Among the entries below, only the lines starting at the one with "use chrono::Utc;" and ending at the one with "rec.security.declared_level = DeclaredSecurityLevel::VeryHigh;", both included, are to be printed exactly.

(Stored data)
────────────────

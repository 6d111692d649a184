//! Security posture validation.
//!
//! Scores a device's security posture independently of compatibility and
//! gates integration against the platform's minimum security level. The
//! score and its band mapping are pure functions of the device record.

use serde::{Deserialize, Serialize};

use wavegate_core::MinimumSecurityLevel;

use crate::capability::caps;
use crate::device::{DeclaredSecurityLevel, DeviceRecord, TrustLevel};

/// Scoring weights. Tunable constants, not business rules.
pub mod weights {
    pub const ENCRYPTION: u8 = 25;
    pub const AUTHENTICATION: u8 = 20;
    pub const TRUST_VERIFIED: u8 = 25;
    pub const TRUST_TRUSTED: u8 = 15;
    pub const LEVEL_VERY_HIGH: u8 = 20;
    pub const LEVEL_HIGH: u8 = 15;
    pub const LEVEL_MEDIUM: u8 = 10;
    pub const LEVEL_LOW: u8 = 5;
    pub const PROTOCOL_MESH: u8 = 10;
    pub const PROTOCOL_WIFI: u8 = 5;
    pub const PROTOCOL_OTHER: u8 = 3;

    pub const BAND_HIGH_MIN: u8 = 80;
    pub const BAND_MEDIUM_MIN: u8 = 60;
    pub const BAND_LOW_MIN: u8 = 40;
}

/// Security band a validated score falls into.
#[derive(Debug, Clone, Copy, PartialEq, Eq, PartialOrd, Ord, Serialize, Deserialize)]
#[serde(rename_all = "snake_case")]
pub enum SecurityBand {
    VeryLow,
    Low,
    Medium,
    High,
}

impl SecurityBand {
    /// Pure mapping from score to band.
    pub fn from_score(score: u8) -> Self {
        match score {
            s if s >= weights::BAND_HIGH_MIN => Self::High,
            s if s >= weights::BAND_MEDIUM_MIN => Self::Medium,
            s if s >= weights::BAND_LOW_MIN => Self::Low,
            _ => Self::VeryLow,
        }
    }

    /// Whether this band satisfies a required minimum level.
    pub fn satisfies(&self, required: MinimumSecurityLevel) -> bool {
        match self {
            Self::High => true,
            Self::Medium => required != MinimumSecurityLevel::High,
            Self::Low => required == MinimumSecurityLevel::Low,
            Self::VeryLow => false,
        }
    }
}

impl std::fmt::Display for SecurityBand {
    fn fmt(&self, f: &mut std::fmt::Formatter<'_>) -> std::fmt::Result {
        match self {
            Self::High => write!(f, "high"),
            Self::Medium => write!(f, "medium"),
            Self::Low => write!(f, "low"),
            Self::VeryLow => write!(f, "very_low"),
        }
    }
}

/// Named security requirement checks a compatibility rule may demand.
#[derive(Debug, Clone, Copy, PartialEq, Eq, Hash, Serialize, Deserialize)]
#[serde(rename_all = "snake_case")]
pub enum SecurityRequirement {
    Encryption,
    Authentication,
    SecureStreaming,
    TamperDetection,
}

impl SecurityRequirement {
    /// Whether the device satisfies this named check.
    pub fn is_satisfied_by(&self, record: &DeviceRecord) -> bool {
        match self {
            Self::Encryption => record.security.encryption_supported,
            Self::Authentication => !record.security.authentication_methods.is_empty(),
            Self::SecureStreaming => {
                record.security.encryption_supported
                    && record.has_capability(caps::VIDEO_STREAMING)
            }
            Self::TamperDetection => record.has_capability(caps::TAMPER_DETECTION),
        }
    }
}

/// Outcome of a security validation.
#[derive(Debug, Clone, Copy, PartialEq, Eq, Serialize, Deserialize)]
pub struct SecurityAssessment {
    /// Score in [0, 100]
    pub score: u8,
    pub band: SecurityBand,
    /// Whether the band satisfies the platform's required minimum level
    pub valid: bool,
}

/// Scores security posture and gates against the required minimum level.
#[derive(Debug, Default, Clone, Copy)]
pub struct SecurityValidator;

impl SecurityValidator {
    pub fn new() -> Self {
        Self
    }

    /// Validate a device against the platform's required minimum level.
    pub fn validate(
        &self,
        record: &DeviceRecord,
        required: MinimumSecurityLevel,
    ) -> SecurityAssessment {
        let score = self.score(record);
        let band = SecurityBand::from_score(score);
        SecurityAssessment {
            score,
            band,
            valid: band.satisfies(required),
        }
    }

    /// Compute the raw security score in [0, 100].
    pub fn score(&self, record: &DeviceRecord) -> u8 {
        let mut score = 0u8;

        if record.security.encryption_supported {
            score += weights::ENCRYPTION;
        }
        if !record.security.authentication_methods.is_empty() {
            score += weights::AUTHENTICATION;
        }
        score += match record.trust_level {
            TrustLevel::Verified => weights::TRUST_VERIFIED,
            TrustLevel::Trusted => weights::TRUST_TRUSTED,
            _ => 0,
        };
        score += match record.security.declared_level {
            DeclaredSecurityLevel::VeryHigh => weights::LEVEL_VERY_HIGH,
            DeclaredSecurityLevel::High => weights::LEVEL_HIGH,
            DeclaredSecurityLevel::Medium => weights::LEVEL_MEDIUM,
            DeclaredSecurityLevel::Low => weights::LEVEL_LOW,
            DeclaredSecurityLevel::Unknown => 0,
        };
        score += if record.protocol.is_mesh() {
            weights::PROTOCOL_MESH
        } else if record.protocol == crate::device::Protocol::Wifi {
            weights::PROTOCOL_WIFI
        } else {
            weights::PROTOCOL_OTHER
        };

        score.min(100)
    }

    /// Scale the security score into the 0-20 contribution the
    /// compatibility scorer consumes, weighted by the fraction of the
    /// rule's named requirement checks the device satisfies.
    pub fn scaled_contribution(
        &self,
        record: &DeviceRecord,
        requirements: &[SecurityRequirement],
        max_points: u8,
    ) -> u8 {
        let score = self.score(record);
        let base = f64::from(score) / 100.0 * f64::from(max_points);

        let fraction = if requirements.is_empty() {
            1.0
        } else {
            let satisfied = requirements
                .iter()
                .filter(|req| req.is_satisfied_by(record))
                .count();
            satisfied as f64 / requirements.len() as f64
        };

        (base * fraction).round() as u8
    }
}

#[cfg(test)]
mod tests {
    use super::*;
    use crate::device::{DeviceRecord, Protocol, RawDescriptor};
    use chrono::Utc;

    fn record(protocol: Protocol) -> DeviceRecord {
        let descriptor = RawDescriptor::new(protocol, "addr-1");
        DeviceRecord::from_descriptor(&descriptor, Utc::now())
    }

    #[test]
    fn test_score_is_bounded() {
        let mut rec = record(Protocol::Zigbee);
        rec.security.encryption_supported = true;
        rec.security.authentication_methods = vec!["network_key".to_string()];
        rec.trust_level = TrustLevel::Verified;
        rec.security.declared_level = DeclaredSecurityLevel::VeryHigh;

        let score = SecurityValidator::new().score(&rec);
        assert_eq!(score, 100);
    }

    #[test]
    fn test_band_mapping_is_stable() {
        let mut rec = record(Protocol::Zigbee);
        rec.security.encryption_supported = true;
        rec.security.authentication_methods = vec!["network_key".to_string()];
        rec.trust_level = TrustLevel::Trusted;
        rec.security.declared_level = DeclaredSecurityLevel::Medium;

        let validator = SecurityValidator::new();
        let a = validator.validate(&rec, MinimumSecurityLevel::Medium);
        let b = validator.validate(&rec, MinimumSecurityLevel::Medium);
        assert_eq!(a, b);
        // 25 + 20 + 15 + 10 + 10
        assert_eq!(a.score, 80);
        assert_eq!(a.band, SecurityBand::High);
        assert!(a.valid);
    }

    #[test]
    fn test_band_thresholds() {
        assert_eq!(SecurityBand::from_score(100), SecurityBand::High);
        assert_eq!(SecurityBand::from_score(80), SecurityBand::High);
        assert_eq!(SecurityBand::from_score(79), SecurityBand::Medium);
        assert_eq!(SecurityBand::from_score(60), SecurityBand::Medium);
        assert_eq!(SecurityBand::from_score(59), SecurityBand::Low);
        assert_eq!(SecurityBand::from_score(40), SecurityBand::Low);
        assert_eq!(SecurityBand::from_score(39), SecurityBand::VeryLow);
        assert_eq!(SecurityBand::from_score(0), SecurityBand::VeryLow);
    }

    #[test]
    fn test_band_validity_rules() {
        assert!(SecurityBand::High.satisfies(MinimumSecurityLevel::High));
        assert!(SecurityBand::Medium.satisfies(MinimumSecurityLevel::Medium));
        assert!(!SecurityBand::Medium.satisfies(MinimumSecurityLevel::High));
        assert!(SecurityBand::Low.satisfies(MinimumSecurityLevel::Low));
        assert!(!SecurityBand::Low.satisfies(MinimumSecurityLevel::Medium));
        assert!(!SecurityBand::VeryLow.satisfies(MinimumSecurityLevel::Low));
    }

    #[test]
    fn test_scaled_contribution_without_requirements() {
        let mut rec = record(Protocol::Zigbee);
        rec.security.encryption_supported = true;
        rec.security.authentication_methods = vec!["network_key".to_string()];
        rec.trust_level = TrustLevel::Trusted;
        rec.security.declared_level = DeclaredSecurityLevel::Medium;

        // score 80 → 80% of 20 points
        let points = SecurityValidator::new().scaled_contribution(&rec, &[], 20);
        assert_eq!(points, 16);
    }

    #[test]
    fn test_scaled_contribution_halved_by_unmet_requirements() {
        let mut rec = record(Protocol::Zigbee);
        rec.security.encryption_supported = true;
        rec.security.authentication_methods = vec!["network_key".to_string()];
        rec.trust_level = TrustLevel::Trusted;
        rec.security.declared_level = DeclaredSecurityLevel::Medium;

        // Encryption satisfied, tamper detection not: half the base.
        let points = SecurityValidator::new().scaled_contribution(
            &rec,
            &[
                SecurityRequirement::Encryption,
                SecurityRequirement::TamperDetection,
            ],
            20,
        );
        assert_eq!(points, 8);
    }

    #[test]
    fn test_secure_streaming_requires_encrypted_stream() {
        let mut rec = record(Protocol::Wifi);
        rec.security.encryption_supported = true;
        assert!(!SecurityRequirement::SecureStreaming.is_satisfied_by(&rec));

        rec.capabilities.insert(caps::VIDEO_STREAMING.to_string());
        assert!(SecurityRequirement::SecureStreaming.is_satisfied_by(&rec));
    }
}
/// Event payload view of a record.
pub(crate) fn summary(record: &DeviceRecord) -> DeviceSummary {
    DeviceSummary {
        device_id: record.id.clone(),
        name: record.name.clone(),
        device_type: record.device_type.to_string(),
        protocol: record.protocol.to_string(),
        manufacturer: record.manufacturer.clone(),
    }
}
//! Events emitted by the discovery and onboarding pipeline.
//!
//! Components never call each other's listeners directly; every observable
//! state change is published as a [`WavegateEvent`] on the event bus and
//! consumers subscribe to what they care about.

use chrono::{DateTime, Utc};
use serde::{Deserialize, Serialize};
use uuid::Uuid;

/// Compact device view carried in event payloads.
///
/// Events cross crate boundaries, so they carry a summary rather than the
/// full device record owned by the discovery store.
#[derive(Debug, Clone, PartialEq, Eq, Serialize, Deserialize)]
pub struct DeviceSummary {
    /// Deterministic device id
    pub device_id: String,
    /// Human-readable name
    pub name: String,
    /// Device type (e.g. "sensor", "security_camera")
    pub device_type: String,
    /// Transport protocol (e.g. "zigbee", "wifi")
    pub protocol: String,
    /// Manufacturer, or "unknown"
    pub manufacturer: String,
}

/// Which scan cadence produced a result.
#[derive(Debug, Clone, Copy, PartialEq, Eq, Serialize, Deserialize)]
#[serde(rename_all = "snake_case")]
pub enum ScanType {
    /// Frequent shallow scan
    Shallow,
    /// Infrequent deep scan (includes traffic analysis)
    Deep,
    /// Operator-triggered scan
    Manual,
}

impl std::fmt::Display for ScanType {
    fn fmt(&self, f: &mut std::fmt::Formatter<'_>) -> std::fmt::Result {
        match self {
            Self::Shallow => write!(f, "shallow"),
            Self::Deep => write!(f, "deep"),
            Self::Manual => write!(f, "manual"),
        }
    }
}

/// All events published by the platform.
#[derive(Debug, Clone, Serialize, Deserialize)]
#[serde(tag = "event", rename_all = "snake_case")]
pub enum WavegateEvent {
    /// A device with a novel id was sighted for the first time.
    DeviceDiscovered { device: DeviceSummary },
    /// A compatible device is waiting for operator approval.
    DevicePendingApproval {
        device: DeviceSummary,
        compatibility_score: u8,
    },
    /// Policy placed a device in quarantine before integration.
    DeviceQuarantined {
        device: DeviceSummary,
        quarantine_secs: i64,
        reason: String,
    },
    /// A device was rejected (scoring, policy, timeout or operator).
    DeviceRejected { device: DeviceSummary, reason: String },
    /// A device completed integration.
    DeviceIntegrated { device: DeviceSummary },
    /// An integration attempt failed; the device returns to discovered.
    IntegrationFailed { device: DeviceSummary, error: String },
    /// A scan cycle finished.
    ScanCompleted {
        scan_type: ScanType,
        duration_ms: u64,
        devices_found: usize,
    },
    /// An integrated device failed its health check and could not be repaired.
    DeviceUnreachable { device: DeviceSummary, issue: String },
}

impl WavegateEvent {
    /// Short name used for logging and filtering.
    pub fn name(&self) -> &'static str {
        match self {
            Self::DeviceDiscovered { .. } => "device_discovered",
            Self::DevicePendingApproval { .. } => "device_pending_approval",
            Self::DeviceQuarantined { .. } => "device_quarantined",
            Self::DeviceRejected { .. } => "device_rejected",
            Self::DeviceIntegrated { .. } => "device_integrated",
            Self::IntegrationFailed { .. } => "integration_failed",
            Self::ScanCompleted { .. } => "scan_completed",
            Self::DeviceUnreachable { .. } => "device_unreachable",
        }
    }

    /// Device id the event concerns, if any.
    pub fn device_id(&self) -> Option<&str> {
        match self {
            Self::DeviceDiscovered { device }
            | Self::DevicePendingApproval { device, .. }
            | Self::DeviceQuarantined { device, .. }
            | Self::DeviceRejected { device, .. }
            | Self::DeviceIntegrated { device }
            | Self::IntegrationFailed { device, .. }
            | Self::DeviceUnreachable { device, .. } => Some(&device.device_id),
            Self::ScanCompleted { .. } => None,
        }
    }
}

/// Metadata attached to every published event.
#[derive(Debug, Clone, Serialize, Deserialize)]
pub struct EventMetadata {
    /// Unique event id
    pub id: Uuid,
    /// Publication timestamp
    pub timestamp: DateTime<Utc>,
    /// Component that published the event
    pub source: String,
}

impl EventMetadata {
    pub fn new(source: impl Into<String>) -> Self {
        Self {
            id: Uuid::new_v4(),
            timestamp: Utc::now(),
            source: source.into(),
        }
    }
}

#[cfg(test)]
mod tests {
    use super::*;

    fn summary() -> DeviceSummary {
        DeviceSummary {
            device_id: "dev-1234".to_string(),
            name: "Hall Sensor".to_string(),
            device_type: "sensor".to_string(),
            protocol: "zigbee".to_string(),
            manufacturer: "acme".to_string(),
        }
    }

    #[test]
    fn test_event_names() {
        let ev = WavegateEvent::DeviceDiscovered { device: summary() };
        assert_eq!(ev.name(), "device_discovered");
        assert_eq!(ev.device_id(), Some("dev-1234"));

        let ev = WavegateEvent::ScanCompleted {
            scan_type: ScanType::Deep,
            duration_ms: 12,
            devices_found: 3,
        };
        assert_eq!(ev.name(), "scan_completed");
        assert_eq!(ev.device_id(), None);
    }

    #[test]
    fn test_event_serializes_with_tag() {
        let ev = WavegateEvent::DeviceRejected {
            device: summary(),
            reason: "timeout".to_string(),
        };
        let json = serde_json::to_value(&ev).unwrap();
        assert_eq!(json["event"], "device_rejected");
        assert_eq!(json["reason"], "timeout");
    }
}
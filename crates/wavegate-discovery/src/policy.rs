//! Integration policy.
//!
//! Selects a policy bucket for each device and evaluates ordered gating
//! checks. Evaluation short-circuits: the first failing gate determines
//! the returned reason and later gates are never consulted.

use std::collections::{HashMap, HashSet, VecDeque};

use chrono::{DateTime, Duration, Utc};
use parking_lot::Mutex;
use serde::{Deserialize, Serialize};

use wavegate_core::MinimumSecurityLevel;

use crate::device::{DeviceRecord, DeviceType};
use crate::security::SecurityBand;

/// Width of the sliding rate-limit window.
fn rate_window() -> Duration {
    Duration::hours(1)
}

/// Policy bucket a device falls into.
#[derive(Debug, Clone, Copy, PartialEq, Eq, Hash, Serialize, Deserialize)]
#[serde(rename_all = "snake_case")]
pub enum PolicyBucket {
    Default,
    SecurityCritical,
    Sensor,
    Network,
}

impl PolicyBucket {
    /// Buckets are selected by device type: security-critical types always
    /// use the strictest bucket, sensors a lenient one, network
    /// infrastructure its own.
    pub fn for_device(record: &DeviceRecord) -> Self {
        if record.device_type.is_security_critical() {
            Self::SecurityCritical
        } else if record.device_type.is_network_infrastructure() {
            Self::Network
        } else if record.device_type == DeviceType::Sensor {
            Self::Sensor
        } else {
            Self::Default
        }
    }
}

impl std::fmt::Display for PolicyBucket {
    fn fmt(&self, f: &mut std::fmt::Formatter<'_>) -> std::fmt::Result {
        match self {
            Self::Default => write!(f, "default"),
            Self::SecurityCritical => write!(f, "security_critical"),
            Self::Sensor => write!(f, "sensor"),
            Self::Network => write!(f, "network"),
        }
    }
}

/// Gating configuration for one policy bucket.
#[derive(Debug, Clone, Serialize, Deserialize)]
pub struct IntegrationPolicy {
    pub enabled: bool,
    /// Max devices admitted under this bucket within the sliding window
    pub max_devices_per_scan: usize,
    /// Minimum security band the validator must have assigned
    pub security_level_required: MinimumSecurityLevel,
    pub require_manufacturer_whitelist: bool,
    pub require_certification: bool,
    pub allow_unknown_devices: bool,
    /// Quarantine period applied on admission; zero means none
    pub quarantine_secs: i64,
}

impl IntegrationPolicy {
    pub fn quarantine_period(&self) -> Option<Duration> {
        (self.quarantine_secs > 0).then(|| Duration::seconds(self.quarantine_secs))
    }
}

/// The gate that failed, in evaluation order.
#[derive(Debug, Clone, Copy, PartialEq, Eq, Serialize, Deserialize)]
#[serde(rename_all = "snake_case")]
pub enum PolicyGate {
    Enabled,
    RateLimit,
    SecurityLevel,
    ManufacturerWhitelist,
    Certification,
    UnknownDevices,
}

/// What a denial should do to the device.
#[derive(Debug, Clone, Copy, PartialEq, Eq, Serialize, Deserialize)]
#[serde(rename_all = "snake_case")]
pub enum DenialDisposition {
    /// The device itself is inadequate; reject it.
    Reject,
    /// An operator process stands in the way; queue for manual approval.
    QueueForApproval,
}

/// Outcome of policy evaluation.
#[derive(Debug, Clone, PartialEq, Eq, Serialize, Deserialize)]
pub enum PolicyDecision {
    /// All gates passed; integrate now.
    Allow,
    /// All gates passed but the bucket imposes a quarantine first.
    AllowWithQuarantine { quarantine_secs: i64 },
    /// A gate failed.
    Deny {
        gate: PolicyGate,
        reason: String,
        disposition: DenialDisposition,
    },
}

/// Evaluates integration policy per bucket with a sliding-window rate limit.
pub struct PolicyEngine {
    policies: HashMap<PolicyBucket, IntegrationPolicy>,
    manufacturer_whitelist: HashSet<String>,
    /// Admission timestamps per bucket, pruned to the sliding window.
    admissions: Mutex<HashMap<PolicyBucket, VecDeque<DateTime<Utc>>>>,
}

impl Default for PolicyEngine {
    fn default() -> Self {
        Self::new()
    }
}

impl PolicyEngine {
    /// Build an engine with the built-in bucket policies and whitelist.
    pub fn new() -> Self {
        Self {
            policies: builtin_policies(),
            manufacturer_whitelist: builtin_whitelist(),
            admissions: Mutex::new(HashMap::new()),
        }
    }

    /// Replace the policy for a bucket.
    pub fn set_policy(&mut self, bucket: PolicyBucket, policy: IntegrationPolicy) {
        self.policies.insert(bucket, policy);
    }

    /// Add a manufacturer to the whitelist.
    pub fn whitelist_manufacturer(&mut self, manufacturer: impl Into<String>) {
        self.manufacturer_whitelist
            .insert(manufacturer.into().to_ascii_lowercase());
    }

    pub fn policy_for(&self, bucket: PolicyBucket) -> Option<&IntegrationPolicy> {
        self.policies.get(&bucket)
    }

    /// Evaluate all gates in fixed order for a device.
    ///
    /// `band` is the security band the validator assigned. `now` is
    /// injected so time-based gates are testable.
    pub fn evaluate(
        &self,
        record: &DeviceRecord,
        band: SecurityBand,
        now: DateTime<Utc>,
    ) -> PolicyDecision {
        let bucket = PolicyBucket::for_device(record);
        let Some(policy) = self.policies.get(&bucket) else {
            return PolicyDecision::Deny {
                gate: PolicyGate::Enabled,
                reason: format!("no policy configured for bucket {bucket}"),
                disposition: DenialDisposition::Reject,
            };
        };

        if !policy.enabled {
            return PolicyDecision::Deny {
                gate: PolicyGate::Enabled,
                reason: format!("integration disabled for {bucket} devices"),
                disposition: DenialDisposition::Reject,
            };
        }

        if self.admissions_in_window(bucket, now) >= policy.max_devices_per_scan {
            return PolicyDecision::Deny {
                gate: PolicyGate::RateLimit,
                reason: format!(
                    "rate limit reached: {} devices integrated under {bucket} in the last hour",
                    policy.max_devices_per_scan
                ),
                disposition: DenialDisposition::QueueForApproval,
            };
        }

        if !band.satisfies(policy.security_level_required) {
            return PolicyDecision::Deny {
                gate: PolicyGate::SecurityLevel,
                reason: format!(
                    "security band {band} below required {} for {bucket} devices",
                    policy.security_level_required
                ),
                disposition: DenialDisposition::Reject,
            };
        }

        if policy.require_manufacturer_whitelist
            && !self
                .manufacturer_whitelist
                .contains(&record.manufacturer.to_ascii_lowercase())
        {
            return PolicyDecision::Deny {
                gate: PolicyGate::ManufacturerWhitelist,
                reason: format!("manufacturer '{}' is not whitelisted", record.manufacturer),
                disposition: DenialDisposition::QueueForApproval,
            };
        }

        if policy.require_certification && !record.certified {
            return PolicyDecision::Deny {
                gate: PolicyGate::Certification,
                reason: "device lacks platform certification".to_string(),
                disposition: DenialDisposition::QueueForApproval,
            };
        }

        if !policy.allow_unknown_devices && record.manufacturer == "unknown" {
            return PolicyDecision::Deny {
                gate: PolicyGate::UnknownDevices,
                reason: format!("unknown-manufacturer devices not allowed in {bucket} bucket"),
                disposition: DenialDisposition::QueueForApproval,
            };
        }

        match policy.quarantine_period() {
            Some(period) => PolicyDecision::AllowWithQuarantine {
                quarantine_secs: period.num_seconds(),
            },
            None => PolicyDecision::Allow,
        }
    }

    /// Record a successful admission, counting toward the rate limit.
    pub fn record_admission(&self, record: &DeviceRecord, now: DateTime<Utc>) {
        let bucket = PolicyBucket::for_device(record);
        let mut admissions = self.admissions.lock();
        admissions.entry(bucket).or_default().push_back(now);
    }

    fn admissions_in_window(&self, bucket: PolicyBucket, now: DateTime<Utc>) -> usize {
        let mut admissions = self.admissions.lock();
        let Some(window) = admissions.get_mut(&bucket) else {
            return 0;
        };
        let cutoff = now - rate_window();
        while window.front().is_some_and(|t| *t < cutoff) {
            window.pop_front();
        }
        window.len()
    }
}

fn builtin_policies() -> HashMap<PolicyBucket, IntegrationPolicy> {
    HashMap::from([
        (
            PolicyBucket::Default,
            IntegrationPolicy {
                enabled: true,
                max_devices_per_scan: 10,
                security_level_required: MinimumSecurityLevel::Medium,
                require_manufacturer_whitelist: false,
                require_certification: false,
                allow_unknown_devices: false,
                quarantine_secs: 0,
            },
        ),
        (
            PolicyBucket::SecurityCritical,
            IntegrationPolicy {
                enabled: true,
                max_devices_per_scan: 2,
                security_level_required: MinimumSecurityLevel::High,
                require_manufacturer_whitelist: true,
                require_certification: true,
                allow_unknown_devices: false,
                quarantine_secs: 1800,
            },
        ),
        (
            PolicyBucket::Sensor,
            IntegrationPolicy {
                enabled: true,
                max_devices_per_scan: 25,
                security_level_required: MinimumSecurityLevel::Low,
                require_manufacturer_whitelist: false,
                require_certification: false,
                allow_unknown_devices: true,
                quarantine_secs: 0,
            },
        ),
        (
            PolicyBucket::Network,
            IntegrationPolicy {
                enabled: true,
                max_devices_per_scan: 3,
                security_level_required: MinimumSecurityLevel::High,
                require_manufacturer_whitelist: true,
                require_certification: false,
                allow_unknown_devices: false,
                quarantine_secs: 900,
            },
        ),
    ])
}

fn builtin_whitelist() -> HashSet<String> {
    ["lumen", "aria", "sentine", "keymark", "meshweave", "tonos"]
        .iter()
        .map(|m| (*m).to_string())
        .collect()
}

────────────────

Final answer
    use chrono::Utc;

    fn record(protocol: Protocol) -> DeviceRecord {
        let descriptor = RawDescriptor::new(protocol, "addr-1");
        DeviceRecord::from_descriptor(&descriptor, Utc::now())
    }

    #[test]
    fn test_score_is_bounded() {
        let mut rec = record(Protocol::Zigbee);
        rec.security.encryption_supported = true;
        rec.security.authentication_methods = vec!["network_key".to_string()];
        rec.trust_level = TrustLevel::Verified;
        rec.security.declared_level = DeclaredSecurityLevel::VeryHigh;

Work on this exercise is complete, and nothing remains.